> [Problem details]: Count up the lines below that hold "label", then give that count by itself.

> [Data records]:
────────────────────────────────────────
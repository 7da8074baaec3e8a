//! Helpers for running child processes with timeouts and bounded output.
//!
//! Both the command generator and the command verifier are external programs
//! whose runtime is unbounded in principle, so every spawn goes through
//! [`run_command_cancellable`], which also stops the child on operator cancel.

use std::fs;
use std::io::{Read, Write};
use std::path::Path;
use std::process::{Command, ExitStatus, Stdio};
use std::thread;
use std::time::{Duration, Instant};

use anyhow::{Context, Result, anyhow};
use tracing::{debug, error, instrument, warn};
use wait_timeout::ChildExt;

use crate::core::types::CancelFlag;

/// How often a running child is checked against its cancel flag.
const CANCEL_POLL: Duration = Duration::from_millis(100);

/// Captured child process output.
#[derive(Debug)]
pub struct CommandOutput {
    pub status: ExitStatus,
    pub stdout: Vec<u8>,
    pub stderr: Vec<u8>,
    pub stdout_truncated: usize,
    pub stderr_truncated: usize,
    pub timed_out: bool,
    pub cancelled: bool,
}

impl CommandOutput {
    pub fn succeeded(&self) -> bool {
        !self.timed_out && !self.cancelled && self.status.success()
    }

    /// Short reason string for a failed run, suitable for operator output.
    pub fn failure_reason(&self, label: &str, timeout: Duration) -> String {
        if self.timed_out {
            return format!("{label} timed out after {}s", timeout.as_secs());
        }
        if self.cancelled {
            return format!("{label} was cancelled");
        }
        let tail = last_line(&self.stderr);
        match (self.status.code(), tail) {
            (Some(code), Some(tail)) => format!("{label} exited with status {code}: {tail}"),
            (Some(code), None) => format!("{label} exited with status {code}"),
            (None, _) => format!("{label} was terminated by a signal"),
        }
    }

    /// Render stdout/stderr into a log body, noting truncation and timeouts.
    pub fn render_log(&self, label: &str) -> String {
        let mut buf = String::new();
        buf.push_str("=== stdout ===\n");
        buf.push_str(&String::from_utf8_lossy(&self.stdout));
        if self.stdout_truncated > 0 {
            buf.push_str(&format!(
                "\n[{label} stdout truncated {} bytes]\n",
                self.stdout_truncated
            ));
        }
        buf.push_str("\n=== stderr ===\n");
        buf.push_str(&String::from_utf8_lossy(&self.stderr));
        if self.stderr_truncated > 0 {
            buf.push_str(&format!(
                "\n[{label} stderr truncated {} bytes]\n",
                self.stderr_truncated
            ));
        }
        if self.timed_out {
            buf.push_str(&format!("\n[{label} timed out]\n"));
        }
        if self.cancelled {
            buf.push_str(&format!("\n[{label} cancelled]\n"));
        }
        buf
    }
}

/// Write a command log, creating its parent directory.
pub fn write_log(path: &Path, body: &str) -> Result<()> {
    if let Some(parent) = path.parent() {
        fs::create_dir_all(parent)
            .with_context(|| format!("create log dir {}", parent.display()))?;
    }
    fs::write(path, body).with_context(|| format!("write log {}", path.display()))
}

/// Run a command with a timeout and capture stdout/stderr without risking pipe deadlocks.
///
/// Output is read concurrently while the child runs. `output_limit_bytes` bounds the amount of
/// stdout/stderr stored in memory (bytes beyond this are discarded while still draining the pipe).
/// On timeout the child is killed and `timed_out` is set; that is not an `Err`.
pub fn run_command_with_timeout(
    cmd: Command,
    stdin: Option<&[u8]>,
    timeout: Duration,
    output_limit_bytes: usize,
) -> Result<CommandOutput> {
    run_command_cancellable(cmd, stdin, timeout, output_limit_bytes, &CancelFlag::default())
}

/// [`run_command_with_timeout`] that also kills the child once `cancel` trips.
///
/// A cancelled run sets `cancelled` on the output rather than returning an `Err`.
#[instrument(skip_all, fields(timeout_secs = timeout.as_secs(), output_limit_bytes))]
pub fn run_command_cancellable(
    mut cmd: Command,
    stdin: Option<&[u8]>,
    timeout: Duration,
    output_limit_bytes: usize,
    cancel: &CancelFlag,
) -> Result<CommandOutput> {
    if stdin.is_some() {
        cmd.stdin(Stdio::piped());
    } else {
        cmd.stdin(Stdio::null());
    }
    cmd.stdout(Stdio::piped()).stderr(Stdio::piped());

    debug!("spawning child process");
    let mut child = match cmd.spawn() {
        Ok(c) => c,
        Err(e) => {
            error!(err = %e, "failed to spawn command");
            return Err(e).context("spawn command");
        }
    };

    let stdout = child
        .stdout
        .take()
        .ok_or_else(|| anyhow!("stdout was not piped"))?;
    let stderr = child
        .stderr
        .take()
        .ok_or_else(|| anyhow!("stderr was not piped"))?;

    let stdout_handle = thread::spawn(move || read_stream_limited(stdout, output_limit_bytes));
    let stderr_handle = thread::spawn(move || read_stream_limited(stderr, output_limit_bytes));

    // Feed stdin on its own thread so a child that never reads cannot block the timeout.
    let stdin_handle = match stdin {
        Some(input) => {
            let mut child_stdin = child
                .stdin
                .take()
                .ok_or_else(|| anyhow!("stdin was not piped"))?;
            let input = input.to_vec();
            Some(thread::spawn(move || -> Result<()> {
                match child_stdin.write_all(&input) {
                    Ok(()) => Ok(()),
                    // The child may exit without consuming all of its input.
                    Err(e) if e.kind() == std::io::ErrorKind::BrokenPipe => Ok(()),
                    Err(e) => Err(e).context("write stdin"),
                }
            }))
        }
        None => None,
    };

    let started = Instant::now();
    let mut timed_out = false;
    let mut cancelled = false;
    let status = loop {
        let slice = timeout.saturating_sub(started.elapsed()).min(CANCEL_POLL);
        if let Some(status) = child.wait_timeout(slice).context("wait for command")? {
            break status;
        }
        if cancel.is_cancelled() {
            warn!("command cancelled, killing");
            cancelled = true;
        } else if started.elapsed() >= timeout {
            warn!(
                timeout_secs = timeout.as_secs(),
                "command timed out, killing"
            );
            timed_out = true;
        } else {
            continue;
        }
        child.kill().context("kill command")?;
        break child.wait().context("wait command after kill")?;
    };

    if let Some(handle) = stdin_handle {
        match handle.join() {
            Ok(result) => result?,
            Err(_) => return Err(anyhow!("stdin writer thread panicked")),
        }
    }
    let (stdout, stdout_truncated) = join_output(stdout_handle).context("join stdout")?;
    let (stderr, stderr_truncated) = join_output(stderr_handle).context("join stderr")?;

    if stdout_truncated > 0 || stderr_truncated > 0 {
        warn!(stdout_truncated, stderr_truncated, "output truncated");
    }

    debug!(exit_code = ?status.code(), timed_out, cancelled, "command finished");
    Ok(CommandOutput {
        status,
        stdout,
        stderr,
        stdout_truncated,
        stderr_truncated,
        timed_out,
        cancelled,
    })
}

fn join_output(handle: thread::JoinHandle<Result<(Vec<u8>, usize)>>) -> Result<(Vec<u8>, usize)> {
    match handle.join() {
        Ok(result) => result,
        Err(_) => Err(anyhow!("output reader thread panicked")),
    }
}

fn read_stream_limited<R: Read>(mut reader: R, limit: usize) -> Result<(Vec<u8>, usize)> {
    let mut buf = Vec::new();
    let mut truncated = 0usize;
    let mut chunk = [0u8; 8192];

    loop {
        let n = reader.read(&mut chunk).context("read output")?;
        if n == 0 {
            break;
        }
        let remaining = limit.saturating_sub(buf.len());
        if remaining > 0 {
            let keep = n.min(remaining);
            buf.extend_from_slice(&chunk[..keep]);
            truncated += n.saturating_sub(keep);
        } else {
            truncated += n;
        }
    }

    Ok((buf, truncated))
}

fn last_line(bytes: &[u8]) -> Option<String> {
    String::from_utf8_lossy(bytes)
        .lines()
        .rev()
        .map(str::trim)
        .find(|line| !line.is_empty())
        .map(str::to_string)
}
────────────────────────────────────────
> [Solved problem]: 11